In rabbit LECs, extracellular matrix constituents such as fibronectin, type IV collagen, and laminin promote the in vitro adhesion and migration of LECs.9 Of these extracellular matrixes, fibronectin promotes the maximal migration of LECs, whereas type IV collagen promotes the maximal adhesion of LECs in vitro. Fibronectin is present in the aqueous humor of patients with cataract.10 Fibronectin is adsorbed by IOL materials such as silicone, acrylic, and PMMA.11–13 Differences in the affinity of these extracellular matrixes for these IOL materials have been reported.14,15 Fibronectin binds better to acrylic and PMMA IOLs, while laminin binds better to acrylic IOLs.14,15 The greater incidence and extent of the membranous proliferation of LECs on acrylic IOLs than on the other 2 types of IOL materials in our study may reflect a greater affinity of these extracellular matrixes for this IOL, which promotes LEC adhesion and migration.
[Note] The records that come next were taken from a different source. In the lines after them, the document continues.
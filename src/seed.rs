//! Functions for initializing and improving cluster seeds.
use crate::bluenoise::BlueNoise;
use crate::error::DcError;
use crate::image::ScalarImage;
use crate::mipmap::compute_mipmaps;
use crate::params::{ParametersExt, SeedMode};
use crate::point::PointField;
use crate::{distance, CancelToken};

use rand::rngs::StdRng;
use rand::Rng;
use rayon::prelude::*;

/// Minimum pixel radius below which a depth-derived seed is discarded;
/// smaller radii degenerate into single-pixel clusters.
const MIN_SEED_SCALA: f32 = 2.0;

/// Initial center of one cluster.
#[derive(Clone, Copy, Debug)]
pub struct Seed {
    /// Pixel x-coordinate.
    pub x: i32,
    /// Pixel y-coordinate.
    pub y: i32,
    /// Expected cluster radius in pixels at the seed position.
    pub scala: f32,
}

/// Place the initial cluster seeds with the strategy selected in the
/// parameters.
///
/// The random number generator drives every stochastic seed mode and is
/// threaded through explicitly so that a fixed seed reproduces the exact
/// same placement.
pub fn find_seeds(
    points: &PointField,
    opt: &ParametersExt,
    rng: &mut StdRng,
    cancel: &CancelToken,
) -> Result<Vec<Seed>, DcError> {
    let seeds = match opt.base.seed_mode {
        SeedMode::EquiDistant => find_seeds_grid(opt)?,
        SeedMode::DepthDependentShooting => find_seeds_depth_shooting(points, opt, rng)?,
        SeedMode::DepthDependentMipmap => find_seeds_depth_mipmap(points, opt, rng)?,
        SeedMode::BlueNoise => find_seeds_depth_blue(points, opt, rng, cancel)?,
    };
    log::debug!(
        "placed {} seeds ({:?})",
        seeds.len(),
        opt.base.seed_mode
    );
    Ok(seeds)
}

/// Space seeds evenly on the cluster grid, ignoring depth.
#[allow(clippy::cast_precision_loss, clippy::cast_possible_wrap)]
fn find_seeds_grid(opt: &ParametersExt) -> Result<Vec<Seed>, DcError> {
    let dx = opt.cluster_dx;
    let dy = opt.cluster_dy;
    let hx = dx / 2;
    let hy = dy / 2;
    let scala = dx.max(dy) as f32;

    let total = usize::try_from(u64::from(opt.cluster_nx) * u64::from(opt.cluster_ny))
        .or(Err("Total number of seeds too large"))?;
    let mut seeds = Vec::new();
    seeds.try_reserve_exact(total)?;
    for iy in 0..opt.cluster_ny {
        let y = hy + dy * iy;
        for ix in 0..opt.cluster_nx {
            let x = hx + dx * ix;
            seeds.push(Seed {
                x: x as i32,
                y: y as i32,
                scala,
            });
        }
    }

    Ok(seeds)
}

/// Per-pixel expected seed count, normalized so the image sums to the
/// requested cluster count.
///
/// A pixel whose expected cluster radius is `scala` should statistically
/// receive `1/scala²` seeds; invalid pixels receive none. Frames without
/// any valid pixel produce an all-zero density.
fn seed_density(points: &PointField, opt: &ParametersExt) -> Result<ScalarImage, DcError> {
    let mut density = ScalarImage::new(points.width(), points.height())?;
    for (v, p) in density.data_mut().iter_mut().zip(points.points()) {
        *v = p.estimated_count();
    }
    let total = density.sum();
    if total > 0.0 {
        #[allow(clippy::cast_precision_loss)]
        let scale = opt.base.cluster_count as f32 / total;
        for v in density.data_mut().iter_mut() {
            *v *= scale;
        }
    }
    Ok(density)
}

/// Walk the mipmap pyramid top-down, descending into cells that expect
/// more than one seed and placing a seed with probability equal to the
/// cell value otherwise.
fn walk_mipmaps(
    points: &PointField,
    seeds: &mut Vec<Seed>,
    mipmaps: &[ScalarImage],
    level: usize,
    x: u32,
    y: u32,
    rng: &mut StdRng,
) {
    let v = mipmaps[level].at(x, y);

    if v > 1.0 && level > 1 {
        // do not descend into mipmap 0
        let child = &mipmaps[level - 1];
        for (cx, cy) in [
            (2 * x, 2 * y),
            (2 * x, 2 * y + 1),
            (2 * x + 1, 2 * y),
            (2 * x + 1, 2 * y + 1),
        ] {
            if cx < child.width() && cy < child.height() {
                walk_mipmaps(points, seeds, mipmaps, level - 1, cx, cy, rng);
            }
        }
    } else if rng.gen::<f32>() < v {
        // seed in the middle of the cell footprint
        let half = if level == 0 { 0 } else { 1u32 << (level - 1) };
        let sx = (x << level) + half;
        let sy = (y << level) + half;
        if sx < points.width() && sy < points.height() {
            let scala = points.at(sx, sy).scala;
            if scala > MIN_SEED_SCALA {
                #[allow(clippy::cast_possible_wrap)]
                seeds.push(Seed {
                    x: sx as i32,
                    y: sy as i32,
                    scala,
                });
            }
        }
    }
}

fn find_seeds_depth_mipmap(
    points: &PointField,
    opt: &ParametersExt,
    rng: &mut StdRng,
) -> Result<Vec<Seed>, DcError> {
    let density = seed_density(points, opt)?;
    let mipmaps = compute_mipmaps(&density, 1)?;
    let mut seeds = Vec::new();
    walk_mipmaps(points, &mut seeds, &mipmaps, mipmaps.len() - 1, 0, 0, rng);
    Ok(seeds)
}

/// Rejection sampling of seed positions weighted by squared depth.
///
/// Inverts the cumulative distribution over `depth²` with a binary search
/// per draw; pixels without a depth reading are rejected. The attempt
/// budget bounds the loop on frames where almost every pixel is invalid.
#[allow(clippy::cast_possible_wrap, clippy::cast_possible_truncation)]
fn find_seeds_depth_shooting(
    points: &PointField,
    opt: &ParametersExt,
    rng: &mut StdRng,
) -> Result<Vec<Seed>, DcError> {
    let mut cdf = Vec::new();
    cdf.try_reserve_exact(points.len())?;
    let mut running = 0.0f32;
    for p in points.points() {
        running += p.depth * p.depth;
        cdf.push(running);
    }
    let total = running;
    if total <= 0.0 {
        return Ok(Vec::new());
    }

    let wanted = opt.base.cluster_count as usize;
    let mut seeds = Vec::new();
    seeds.try_reserve(wanted)?;
    let mut attempts = 0usize;
    let budget = wanted.saturating_mul(64);
    while seeds.len() < wanted && attempts < budget {
        attempts += 1;
        let r = rng.gen::<f32>() * total;
        let index = cdf.partition_point(|&c| c <= r);
        if index >= points.len() {
            continue;
        }
        let p = &points[index];
        if !p.valid() || p.scala <= MIN_SEED_SCALA {
            continue;
        }
        let width = points.width() as usize;
        seeds.push(Seed {
            x: (index % width) as i32,
            y: (index / width) as i32,
            scala: p.scala,
        });
    }

    Ok(seeds)
}

/// Blue-noise seed placement over the depth-adaptive density.
#[allow(clippy::cast_possible_truncation)]
fn find_seeds_depth_blue(
    points: &PointField,
    opt: &ParametersExt,
    rng: &mut StdRng,
    cancel: &CancelToken,
) -> Result<Vec<Seed>, DcError> {
    let density = seed_density(points, opt)?;
    let pnts = BlueNoise::new()?.compute(&density, rng, cancel)?;

    let mut seeds = Vec::new();
    seeds.try_reserve(pnts.len())?;
    for p in &pnts {
        let x = p.x.round() as i32;
        let y = p.y.round() as i32;
        if (0..points.width() as i32).contains(&x) && (0..points.height() as i32).contains(&y) {
            #[allow(clippy::cast_sign_loss)]
            let scala = points.at(x as u32, y as u32).scala;
            seeds.push(Seed { x, y, scala });
        }
    }
    Ok(seeds)
}

/// Pixel-wise feature discontinuity map.
///
/// Interior pixels hold the sum of the horizontal and vertical central
/// differences under the clustering metric; border pixels are set to
/// infinity so seeds never settle there.
pub fn compute_edges(points: &PointField, opt: &ParametersExt) -> Result<ScalarImage, DcError> {
    let width = points.width();
    let height = points.height();
    let mut edges = ScalarImage::new(width, height)?;

    edges
        .data_mut()
        .par_chunks_mut(width as usize)
        .enumerate()
        .for_each(|(y, row)| {
            #[allow(clippy::cast_possible_truncation)]
            let y = y as u32;
            for (x, e) in row.iter_mut().enumerate() {
                #[allow(clippy::cast_possible_truncation)]
                let x = x as u32;
                *e = if x == 0 || x + 1 >= width || y == 0 || y + 1 >= height {
                    f32::INFINITY
                } else {
                    let dx = distance(points.at(x - 1, y), points.at(x + 1, y), opt);
                    let dy = distance(points.at(x, y - 1), points.at(x, y + 1), opt);
                    dx + dy
                };
            }
        });

    Ok(edges)
}

/// Move every seed to the weakest edge pixel in its 3×3 neighborhood.
///
/// This keeps initial centers off feature discontinuities where the
/// assignment step would otherwise straddle a boundary.
pub fn improve_seeds(seeds: &mut [Seed], points: &PointField, edges: &ScalarImage) {
    const DX8: [i32; 8] = [-1, -1, 0, 1, 1, 1, 0, -1];
    const DY8: [i32; 8] = [0, -1, -1, -1, 0, 1, 1, 1];

    let width = i64::from(points.width());
    let height = i64::from(points.height());

    for seed in seeds.iter_mut() {
        let sx = i64::from(seed.x);
        let sy = i64::from(seed.y);
        if !(0..width).contains(&sx) || !(0..height).contains(&sy) {
            continue;
        }
        let mut best = (sx, sy);
        #[allow(clippy::cast_sign_loss, clippy::cast_possible_truncation)]
        let mut best_edge = edges.at(sx as u32, sy as u32);
        for i in 0..8 {
            let nx = i64::from(seed.x + DX8[i]);
            let ny = i64::from(seed.y + DY8[i]);
            if (0..width).contains(&nx) && (0..height).contains(&ny) {
                #[allow(clippy::cast_sign_loss, clippy::cast_possible_truncation)]
                let v = edges.at(nx as u32, ny as u32);
                if v < best_edge {
                    best_edge = v;
                    best = (nx, ny);
                }
            }
        }
        #[allow(clippy::cast_possible_truncation)]
        {
            seed.x = best.0 as i32;
            seed.y = best.1 as i32;
        }
    }
}

#[cfg(test)]
mod tests {
    use super::*;
    use crate::params::{compute_parameters, Parameters, SeedMode};
    use crate::point::create_points;
    use rand::SeedableRng;

    fn flat_frame(width: u32, height: u32, depth_mm: u16, count: u32) -> (PointField, ParametersExt) {
        let opt = Parameters {
            cluster_count: count,
            seed_mode: SeedMode::EquiDistant,
            ..Parameters::default()
        };
        let ext = compute_parameters(&opt, width, height).unwrap();
        let color = vec![128u8; (width * height * 3) as usize];
        let depth = vec![depth_mm; (width * height) as usize];
        let points = create_points(&color, &depth, None, &ext).unwrap();
        (points, ext)
    }

    #[test]
    fn grid_seeds_land_on_cell_centers() {
        let (points, ext) = flat_frame(64, 48, 1000, 12);
        let mut rng = StdRng::seed_from_u64(7);
        let seeds = find_seeds(&points, &ext, &mut rng, &CancelToken::new()).unwrap();

        assert_eq!(seeds.len(), 12);
        assert_eq!((seeds[0].x, seeds[0].y), (8, 8));
        assert_eq!((seeds[11].x, seeds[11].y), (56, 40));
        approx::assert_relative_eq!(seeds[0].scala, 16.0);
    }

    #[test]
    fn mipmap_seeds_follow_depth_density() {
        let mut opt = Parameters::default();
        opt.cluster_count = 120;
        opt.seed_mode = SeedMode::DepthDependentMipmap;
        let ext = compute_parameters(&opt, 64, 64).unwrap();

        let color = vec![128u8; 64 * 64 * 3];
        let mut depth = vec![0u16; 64 * 64];
        for y in 0..64 {
            for x in 0..64 {
                depth[y * 64 + x] = if x < 32 { 500 } else { 2000 };
            }
        }
        let points = create_points(&color, &depth, None, &ext).unwrap();
        let mut rng = StdRng::seed_from_u64(42);
        let seeds = find_seeds(&points, &ext, &mut rng, &CancelToken::new()).unwrap();

        // seeds per pixel scale with depth², so the deeper half dominates
        let near = seeds.iter().filter(|s| s.x < 32).count();
        let far = seeds.len() - near;
        assert!(far > 4 * near.max(1), "near={near} far={far}");
        assert!(far > 40);
        assert!(seeds.len() < 250);
    }

    #[test]
    fn invalid_frames_produce_no_depth_seeds() {
        let mut opt = Parameters::default();
        opt.cluster_count = 40;
        opt.seed_mode = SeedMode::DepthDependentMipmap;
        let ext = compute_parameters(&opt, 32, 32).unwrap();
        let color = vec![0u8; 32 * 32 * 3];
        let depth = vec![0u16; 32 * 32];
        let points = create_points(&color, &depth, None, &ext).unwrap();

        let mut rng = StdRng::seed_from_u64(1);
        let seeds = find_seeds(&points, &ext, &mut rng, &CancelToken::new()).unwrap();
        assert!(seeds.is_empty());

        let mut opt = opt;
        opt.seed_mode = SeedMode::DepthDependentShooting;
        let ext = compute_parameters(&opt, 32, 32).unwrap();
        let seeds = find_seeds(&points, &ext, &mut rng, &CancelToken::new()).unwrap();
        assert!(seeds.is_empty());
    }

    #[test]
    fn improve_seeds_moves_off_strong_edges() {
        let (points, ext) = flat_frame(8, 8, 1000, 4);
        let mut edges = compute_edges(&points, &ext).unwrap();
        // carve a minimum next to the first seed
        *edges.at_mut(1, 2) = -1.0;

        let mut seeds = vec![Seed {
            x: 2,
            y: 2,
            scala: 4.0,
        }];
        improve_seeds(&mut seeds, &points, &edges);
        assert_eq!((seeds[0].x, seeds[0].y), (1, 2));
    }

    #[test]
    fn edge_field_is_infinite_on_the_border() {
        let (points, ext) = flat_frame(8, 8, 1000, 4);
        let edges = compute_edges(&points, &ext).unwrap();

        assert!(edges.at(0, 3).is_infinite());
        assert!(edges.at(7, 3).is_infinite());
        assert!(edges.at(3, 0).is_infinite());
        approx::assert_relative_eq!(edges.at(3, 3), 0.0);
    }
}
The cellular reaction on the anterior surface of IOLs mainly involves 3 types of cells: small, large, and lens epithelial.16–18 The first 2 types are inflammatory cells that are related to the foreign-body response to the IOL.16–18 The present study examined only the LECs. However, it has been reported that of acrylic, silicone, and PMMA IOLs, silicone IOLs have more small cells and acrylic IOLs exhibit fewer giant cells.16 These findings suggest that the biocompatibility of the acrylic IOL is superior to that of silicone or PMMA IOLs.16 Hollick and coauthors3 report that hydrogel IOLs have fewer inflammatory cells on the surface than PMMA or silicone IOLs and that they have greater membranous proliferation of LECs. Membranous proliferation on hydrogel IOLs may persist as long as 1 year postoperatively. Patients with hydrogel IOLs with no membranous proliferation of LECs show a greater breakdown in the blood-aqueous barrier than patients with membranous proliferation of LECs. Improved biocompatibility leads to a greater membranous proliferation of LECs on the IOL for a longer period. The better biocompatibility of the acrylic IOL may be responsible for the higher incidence and extent of membranous proliferation of LECs for a longer period, as observed in our study.

In conclusion, we observed membranous LEC proliferation on IOLs made of silicone, PMMA, and acrylic. The incidence, duration, and extent of this proliferation were significantly higher with the acrylic IOLs. However, the LECs on the IOLs eventually decreased and did not disturb visual acuity.